WHAT YOU WILL DO → Output, exactly as written, the lines of the data below from the one containing "pub fn delay(&self, category: &str)" to the end.

DATA FOR THIS TASK →
▶

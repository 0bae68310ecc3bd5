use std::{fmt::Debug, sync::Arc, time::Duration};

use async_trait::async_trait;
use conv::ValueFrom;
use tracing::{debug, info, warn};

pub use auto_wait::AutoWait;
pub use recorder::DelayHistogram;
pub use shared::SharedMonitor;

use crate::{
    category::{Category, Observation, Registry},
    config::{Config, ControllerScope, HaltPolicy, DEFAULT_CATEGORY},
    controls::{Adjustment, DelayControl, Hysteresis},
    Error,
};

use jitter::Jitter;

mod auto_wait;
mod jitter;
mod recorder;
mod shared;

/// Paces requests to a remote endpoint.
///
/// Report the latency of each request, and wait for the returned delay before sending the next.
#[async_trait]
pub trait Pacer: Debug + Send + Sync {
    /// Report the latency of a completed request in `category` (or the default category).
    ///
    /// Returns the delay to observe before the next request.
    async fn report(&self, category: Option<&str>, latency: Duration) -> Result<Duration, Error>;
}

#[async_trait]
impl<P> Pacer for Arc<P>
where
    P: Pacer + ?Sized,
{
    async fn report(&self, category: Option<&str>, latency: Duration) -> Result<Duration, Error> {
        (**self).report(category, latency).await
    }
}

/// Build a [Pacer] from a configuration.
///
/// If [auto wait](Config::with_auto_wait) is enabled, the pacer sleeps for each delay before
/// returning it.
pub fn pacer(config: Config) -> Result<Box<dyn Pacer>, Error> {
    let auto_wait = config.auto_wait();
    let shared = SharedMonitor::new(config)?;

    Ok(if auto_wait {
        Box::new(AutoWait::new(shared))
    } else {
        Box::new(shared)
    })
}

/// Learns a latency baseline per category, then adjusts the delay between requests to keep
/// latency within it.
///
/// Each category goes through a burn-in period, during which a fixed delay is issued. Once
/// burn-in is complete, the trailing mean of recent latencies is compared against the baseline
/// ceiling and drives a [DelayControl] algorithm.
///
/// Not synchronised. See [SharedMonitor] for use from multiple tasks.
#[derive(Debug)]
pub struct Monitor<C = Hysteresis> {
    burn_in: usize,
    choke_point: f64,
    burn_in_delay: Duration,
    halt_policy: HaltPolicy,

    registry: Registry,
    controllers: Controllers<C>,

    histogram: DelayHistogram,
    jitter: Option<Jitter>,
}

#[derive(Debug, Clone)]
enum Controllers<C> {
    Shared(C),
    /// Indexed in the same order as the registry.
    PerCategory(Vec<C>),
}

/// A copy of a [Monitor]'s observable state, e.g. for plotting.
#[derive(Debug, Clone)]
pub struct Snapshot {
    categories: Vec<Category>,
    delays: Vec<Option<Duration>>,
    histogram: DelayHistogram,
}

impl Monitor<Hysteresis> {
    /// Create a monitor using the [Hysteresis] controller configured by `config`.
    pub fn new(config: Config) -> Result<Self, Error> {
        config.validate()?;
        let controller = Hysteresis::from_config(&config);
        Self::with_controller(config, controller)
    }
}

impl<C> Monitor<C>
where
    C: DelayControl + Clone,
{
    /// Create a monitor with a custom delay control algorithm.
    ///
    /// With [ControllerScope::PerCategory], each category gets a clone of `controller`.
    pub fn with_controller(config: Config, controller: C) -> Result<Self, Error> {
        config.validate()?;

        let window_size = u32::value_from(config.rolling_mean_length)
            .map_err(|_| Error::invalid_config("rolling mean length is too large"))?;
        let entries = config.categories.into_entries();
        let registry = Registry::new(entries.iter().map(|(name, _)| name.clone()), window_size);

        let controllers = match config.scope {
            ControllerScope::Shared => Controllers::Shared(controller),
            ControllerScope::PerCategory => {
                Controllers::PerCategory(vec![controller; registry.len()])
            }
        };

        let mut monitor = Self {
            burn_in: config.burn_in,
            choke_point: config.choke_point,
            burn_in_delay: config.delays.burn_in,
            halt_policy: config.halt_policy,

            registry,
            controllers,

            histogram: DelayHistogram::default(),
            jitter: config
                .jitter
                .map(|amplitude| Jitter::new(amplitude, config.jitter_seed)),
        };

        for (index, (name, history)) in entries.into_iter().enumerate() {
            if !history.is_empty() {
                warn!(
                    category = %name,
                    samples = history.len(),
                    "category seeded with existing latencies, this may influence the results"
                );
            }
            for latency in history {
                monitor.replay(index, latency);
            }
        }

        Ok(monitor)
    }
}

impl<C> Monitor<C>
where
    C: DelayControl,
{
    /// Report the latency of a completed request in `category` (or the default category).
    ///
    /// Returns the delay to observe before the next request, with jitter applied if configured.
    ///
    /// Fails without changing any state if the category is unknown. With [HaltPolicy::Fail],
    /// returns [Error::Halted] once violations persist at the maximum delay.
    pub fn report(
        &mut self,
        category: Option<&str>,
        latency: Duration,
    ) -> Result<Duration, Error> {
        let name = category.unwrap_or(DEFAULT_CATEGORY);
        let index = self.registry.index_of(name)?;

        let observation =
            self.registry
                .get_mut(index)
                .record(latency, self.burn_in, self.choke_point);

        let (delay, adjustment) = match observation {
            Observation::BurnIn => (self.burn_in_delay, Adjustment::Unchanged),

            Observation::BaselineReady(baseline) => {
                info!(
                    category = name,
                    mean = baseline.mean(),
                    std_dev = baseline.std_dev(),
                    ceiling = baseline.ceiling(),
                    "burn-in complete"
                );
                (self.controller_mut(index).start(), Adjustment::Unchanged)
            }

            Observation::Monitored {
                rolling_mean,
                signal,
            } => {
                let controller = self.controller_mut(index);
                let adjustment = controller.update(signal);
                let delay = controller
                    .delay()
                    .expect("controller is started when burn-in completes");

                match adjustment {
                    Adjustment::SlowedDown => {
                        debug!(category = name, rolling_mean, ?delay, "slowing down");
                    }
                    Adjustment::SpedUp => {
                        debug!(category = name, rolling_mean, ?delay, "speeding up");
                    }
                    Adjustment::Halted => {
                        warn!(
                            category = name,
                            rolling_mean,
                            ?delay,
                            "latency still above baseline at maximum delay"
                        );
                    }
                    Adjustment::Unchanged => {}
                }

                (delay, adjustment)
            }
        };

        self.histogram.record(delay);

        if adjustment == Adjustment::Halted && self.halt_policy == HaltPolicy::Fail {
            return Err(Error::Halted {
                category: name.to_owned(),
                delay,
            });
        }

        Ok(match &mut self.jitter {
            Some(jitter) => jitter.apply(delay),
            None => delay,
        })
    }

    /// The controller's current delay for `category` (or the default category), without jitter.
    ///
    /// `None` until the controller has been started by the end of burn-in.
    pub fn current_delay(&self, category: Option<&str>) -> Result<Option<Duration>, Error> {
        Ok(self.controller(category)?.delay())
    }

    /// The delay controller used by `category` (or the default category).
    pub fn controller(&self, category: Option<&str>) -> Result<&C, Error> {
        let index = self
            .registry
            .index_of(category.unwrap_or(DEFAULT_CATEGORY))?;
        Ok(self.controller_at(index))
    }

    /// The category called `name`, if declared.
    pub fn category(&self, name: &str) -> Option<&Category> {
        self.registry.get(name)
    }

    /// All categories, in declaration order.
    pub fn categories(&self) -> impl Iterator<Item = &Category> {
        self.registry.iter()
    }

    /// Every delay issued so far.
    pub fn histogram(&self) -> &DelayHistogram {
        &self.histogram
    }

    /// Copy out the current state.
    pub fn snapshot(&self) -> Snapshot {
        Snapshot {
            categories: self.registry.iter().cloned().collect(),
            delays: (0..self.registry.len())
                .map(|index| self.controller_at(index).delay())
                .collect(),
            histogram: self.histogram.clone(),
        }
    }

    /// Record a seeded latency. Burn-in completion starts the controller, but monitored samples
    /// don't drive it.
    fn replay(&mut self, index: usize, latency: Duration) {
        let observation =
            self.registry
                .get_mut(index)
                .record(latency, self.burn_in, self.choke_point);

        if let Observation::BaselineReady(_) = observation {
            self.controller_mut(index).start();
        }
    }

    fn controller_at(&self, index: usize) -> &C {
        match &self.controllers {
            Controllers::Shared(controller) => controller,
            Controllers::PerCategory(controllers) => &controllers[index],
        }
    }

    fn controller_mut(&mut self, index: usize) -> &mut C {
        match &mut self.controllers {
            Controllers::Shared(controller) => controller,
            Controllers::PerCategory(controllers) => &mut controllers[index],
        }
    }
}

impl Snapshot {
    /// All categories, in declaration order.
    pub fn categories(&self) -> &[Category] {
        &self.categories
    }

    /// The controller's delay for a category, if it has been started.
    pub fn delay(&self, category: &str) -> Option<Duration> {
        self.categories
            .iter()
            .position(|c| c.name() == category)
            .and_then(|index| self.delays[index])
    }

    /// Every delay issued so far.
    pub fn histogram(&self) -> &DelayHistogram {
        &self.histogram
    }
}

◀

TASK ANSWER →
    pub fn delay(&self, category: &str) -> Option<Duration> {
        self.categories
            .iter()
            .position(|c| c.name() == category)
            .and_then(|index| self.delays[index])
    }

    /// Every delay issued so far.
    pub fn histogram(&self) -> &DelayHistogram {
        &self.histogram
    }
}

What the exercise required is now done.